Frankfurter Sparkasse - Lehman-Opfer werden entschädigt
Fraspa-Kunden, die von der Pleite der US-Bank betroffen sind, erhalten etwa die Hälfte ihres Einsatzes zurück. Die Bank hat dafür rund 40 Mio. Euro bereitgestellt - Anleger zogen ihre Klagen zurück. Fast 5000 Lehman-Geschädigte erhalten von der Frankfurter Sparkasse zusammen rund 40,5 Mio. Euro und damit die Hälfte ihres Einsatzes zurück. Die Bank teilte am Montag in Frankfurt am Main mit, dass 92 Prozent der rund 5000 Kunden, die nach dem Zusammenbruch der US-Investmentbank Lehman Brothers wertlos gewordene Zertifikate gekauft hatten, das Vergleichsangebot annahmen. Die Bank hatte den Rückkauf der Papiere zu 50 Prozent des Nennwertes angeboten und dafür insgesamt 44 Mio.
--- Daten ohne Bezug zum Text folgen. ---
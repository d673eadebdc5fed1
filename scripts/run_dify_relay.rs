//! Dify relay server
//!
//! Usage:
//! ```bash
//! run-dify-relay --host 0.0.0.0 --port 8787
//! DIFY_RELAY_UPSTREAM_TIMEOUT_SECS=30 run-dify-relay --log-level debug
//! ```

use anyhow::Context;
use clap::Parser;
use dify_relay_adaptor_web::RelayServer;
use dify_relay_core::{init_logging, load_env, RelayConfig};
use tracing::{info, warn};

#[derive(Parser, Debug)]
#[command(name = "run-dify-relay")]
#[command(about = "Server-side relay between a browser chat client and Dify")]
struct Cli {
    /// Host to bind to
    #[arg(long, env = "DIFY_RELAY_HOST")]
    host: Option<String>,

    /// Port to listen on
    #[arg(short, long, env = "DIFY_RELAY_PORT")]
    port: Option<u16>,

    /// Log filter, e.g. `info` or `dify_relay_core=debug`
    #[arg(long, env = "DIFY_RELAY_LOG_LEVEL", default_value = "info")]
    log_level: String,

    /// Alternate .env file
    #[arg(long)]
    env_file: Option<std::path::PathBuf>,
}

#[tokio::main]
async fn main() -> anyhow::Result<()> {
    let cli = Cli::parse();
    std::env::set_var("DIFY_RELAY_LOG_LEVEL", &cli.log_level);
    init_logging();

    match &cli.env_file {
        Some(path) => dify_relay_core::load_env_from_path(path)?,
        None => load_env()?,
    }

    let mut config = RelayConfig::from_env();
    if let Some(host) = cli.host {
        config.host = host;
    }
    if let Some(port) = cli.port {
        config.port = port;
    }
    match config.upstream_timeout {
        Some(timeout) => info!("Upstream timeout: {}s", timeout.as_secs()),
        None => warn!("Upstream timeout disabled"),
    }

    let mut server = RelayServer::new(config).context("failed to build relay server")?;
    let addr = server.start().await.context("failed to start relay server")?;
    info!("Dify relay listening on http://{}", addr);

    shutdown_signal().await;
    server.stop().await?;
    Ok(())
}

async fn shutdown_signal() {
    #[cfg(unix)]
    let mut term = tokio::signal::unix::signal(tokio::signal::unix::SignalKind::terminate()).ok();

    tokio::select! {
        _ = tokio::signal::ctrl_c() => {},
        _ = async {
            #[cfg(unix)]
            if let Some(ref mut s) = term {
                s.recv().await;
                return;
            }
            std::future::pending::<()>().await
        } => {},
    }
    info!("Shutdown signal received");
}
Euro bereitgestellt, erläuterte Sprecher Sven Matthiesen der Nachrichtenagentur DAPD. Durchschnittlich erhält bei einer Annahmequote von 92 Prozent jeder Lehman-Geschädigte 8800 Euro. Auch etwa die Hälfte der Kläger, die vor Gericht Schadenersatz von der Frankfurter Sparkasse zu erstreiten versuchen, hätten das Angebot angenommen und ihre Klagen zurückgezogen, sagte Matthiesen. Bundesweit haben schätzungsweise 50.000 Anleger Geld mit Zertifikaten der Lehman-Bank verloren. Diese wurden ihnen vor allem von Drittbanken verkauft. |

Gegen sie gehen viele Anleger gerichtlich vor - oft mithilfe einer Rechtsschutzpolice. Lehman hatte im September 2008 die größte Insolvenz der US-Finanzgeschichte hingelegt und damit die Finanzkrise dramatisch beschleunigt. Die seinerzeit viertgrößte US-Investmentbank hatte aggressiv auf den US-Immobilienmarkt gewettet. Lehman Brothers kam auf Vermögenswerte von 639 Mrd. $.